_Description of the task_
Exactly reproduce the lines from the top of the entries below through the line containing "configuration cannot be loaded.", with both ends included.

Data for analysis below:

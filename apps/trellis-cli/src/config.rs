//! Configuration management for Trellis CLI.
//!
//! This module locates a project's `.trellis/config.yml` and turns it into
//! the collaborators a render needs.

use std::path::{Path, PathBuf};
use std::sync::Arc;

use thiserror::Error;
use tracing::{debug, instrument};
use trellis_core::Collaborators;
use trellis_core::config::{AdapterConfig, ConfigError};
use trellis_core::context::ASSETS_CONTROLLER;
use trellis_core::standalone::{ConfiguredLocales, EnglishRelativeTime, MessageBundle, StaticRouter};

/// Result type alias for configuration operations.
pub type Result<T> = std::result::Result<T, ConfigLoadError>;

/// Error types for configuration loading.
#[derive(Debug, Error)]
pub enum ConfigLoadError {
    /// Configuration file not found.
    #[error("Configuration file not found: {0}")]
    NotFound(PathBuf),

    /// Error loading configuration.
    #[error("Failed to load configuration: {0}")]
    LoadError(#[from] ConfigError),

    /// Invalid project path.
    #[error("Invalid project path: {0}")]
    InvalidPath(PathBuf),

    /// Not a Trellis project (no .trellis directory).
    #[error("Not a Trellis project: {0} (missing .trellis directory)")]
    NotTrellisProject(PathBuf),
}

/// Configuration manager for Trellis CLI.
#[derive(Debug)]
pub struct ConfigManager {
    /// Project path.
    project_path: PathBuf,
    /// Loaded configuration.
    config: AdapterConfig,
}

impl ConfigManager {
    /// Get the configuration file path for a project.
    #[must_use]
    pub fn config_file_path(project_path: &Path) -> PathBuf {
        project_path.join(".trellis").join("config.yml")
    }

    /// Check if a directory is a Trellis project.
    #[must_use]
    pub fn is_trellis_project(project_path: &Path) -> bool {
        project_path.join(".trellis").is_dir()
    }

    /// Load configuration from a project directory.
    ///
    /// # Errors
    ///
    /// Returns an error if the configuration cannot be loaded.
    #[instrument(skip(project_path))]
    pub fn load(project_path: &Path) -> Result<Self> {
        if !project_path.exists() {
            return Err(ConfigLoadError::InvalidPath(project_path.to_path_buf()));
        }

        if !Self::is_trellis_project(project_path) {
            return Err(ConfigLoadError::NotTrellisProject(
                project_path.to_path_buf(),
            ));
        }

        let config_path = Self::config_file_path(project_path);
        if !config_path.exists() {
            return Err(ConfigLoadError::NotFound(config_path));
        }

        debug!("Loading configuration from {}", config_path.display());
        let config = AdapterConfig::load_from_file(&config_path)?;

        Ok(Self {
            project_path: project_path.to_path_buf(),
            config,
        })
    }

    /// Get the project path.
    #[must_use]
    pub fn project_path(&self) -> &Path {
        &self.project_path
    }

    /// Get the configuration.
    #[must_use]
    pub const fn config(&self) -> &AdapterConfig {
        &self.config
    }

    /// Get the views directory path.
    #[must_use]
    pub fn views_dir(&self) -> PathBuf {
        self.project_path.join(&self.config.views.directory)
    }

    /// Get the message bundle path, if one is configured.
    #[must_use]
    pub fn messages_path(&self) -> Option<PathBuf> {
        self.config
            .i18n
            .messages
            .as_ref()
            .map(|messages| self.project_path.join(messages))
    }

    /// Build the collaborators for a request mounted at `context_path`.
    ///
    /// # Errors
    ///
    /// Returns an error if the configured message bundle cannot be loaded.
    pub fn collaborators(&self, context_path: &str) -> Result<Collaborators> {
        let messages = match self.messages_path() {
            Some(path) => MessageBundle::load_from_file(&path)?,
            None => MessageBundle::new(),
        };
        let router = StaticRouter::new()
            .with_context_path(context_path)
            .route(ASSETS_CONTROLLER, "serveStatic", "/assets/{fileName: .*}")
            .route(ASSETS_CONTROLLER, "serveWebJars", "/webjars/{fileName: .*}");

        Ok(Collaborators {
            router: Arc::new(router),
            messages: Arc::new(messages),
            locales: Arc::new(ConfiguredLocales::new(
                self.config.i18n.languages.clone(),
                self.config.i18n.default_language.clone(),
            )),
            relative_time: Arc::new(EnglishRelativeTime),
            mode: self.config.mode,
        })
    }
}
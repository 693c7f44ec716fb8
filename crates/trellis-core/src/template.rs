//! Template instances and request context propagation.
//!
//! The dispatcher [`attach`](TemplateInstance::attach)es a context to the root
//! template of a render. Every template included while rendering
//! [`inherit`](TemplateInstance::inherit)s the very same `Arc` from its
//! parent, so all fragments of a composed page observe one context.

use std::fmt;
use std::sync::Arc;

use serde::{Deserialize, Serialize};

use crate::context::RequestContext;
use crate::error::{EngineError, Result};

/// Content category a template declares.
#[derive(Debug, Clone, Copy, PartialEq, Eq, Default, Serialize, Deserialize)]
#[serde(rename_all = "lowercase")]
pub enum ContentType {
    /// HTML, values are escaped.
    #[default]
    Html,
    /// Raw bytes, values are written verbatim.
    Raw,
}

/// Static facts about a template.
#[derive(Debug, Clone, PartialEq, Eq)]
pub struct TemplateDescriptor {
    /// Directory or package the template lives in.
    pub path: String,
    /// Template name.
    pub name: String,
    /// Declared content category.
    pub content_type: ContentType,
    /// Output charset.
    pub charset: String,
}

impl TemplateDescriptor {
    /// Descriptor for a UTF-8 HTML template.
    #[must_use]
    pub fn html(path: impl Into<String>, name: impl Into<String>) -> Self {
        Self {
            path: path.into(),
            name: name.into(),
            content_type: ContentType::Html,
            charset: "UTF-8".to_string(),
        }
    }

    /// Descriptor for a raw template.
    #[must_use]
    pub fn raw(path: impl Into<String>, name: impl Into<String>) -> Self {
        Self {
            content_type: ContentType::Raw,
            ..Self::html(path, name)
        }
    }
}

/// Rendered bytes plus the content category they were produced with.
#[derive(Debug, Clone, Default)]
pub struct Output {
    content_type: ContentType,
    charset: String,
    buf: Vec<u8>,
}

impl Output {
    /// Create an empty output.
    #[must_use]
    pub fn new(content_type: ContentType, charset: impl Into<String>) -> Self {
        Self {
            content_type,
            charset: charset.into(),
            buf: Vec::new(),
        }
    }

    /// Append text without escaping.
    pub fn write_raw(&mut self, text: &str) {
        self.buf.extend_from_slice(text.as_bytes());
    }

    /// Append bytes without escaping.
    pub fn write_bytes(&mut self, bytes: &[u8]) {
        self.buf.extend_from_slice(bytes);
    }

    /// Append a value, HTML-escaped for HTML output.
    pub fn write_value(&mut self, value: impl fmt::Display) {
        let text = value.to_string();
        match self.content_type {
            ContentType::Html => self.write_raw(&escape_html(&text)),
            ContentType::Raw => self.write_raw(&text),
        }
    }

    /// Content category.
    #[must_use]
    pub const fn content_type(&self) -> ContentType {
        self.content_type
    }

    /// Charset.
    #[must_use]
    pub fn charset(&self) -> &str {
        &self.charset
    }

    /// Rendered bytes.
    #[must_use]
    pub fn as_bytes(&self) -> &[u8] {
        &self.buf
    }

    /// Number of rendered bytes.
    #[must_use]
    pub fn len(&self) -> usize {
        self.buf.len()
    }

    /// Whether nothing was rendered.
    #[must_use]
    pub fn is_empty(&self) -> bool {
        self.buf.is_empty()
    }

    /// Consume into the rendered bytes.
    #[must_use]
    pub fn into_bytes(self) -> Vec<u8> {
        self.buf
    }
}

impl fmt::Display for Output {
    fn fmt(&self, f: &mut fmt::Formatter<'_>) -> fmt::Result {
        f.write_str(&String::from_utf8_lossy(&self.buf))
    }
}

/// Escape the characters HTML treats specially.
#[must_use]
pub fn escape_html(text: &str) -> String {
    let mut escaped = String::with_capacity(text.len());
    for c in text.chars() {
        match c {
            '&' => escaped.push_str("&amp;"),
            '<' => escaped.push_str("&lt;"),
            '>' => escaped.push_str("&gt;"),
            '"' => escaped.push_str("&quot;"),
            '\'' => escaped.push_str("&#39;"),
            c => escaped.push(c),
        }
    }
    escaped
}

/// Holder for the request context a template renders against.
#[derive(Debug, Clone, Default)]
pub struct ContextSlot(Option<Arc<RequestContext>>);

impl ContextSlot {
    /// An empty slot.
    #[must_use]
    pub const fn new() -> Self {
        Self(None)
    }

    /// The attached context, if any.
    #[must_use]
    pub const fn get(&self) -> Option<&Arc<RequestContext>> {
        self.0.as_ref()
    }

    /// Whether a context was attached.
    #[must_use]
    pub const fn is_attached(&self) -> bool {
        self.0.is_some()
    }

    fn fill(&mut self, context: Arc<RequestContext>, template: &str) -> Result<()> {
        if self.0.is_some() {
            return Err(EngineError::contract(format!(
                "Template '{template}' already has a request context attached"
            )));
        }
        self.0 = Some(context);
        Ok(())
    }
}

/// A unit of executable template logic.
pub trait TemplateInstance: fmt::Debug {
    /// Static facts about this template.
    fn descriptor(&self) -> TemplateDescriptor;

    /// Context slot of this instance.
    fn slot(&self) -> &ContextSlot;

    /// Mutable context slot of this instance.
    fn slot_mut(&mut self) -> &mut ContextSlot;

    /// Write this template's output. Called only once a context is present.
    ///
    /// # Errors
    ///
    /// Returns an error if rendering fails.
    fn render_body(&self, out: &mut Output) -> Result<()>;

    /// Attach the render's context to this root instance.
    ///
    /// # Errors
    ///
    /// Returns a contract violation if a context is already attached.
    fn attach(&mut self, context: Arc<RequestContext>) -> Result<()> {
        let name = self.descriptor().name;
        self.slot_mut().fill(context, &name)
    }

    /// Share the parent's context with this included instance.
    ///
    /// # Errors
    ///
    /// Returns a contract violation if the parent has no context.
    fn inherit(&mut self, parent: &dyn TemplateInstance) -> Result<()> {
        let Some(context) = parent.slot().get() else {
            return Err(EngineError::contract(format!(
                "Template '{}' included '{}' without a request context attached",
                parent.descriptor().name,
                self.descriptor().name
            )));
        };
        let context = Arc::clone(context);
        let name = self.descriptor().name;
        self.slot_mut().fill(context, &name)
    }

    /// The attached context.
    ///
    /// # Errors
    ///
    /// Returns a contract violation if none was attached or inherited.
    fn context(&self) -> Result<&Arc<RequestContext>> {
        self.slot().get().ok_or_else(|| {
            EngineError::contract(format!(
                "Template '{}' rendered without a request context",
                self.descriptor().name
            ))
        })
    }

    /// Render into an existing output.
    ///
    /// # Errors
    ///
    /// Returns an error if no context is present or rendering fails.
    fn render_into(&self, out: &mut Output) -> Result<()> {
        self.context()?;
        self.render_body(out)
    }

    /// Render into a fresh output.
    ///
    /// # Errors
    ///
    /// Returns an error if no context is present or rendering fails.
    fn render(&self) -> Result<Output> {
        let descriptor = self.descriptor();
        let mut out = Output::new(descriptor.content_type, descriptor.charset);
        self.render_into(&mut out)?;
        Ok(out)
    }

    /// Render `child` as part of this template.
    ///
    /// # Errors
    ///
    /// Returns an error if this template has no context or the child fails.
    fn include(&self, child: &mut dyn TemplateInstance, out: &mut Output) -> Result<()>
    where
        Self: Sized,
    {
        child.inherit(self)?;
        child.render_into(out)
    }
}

End of Data for analysis.

_Exercise solution_
filename apps/trellis-cli/src/config.rs
//! Configuration management for Trellis CLI.
//!
//! This module locates a project's `.trellis/config.yml` and turns it into
//! the collaborators a render needs.

use std::path::{Path, PathBuf};
use std::sync::Arc;

use thiserror::Error;
use tracing::{debug, instrument};
use trellis_core::Collaborators;
use trellis_core::config::{AdapterConfig, ConfigError};
use trellis_core::context::ASSETS_CONTROLLER;
use trellis_core::standalone::{ConfiguredLocales, EnglishRelativeTime, MessageBundle, StaticRouter};

/// Result type alias for configuration operations.
pub type Result<T> = std::result::Result<T, ConfigLoadError>;

/// Error types for configuration loading.
#[derive(Debug, Error)]
pub enum ConfigLoadError {
    /// Configuration file not found.
    #[error("Configuration file not found: {0}")]
    NotFound(PathBuf),

    /// Error loading configuration.
    #[error("Failed to load configuration: {0}")]
    LoadError(#[from] ConfigError),

    /// Invalid project path.
    #[error("Invalid project path: {0}")]
    InvalidPath(PathBuf),

    /// Not a Trellis project (no .trellis directory).
    #[error("Not a Trellis project: {0} (missing .trellis directory)")]
    NotTrellisProject(PathBuf),
}

/// Configuration manager for Trellis CLI.
#[derive(Debug)]
pub struct ConfigManager {
    /// Project path.
    project_path: PathBuf,
    /// Loaded configuration.
    config: AdapterConfig,
}

impl ConfigManager {
    /// Get the configuration file path for a project.
    #[must_use]
    pub fn config_file_path(project_path: &Path) -> PathBuf {
        project_path.join(".trellis").join("config.yml")
    }

    /// Check if a directory is a Trellis project.
    #[must_use]
    pub fn is_trellis_project(project_path: &Path) -> bool {
        project_path.join(".trellis").is_dir()
    }

    /// Load configuration from a project directory.
    ///
    /// # Errors
    ///
    /// Returns an error if the configuration cannot be loaded.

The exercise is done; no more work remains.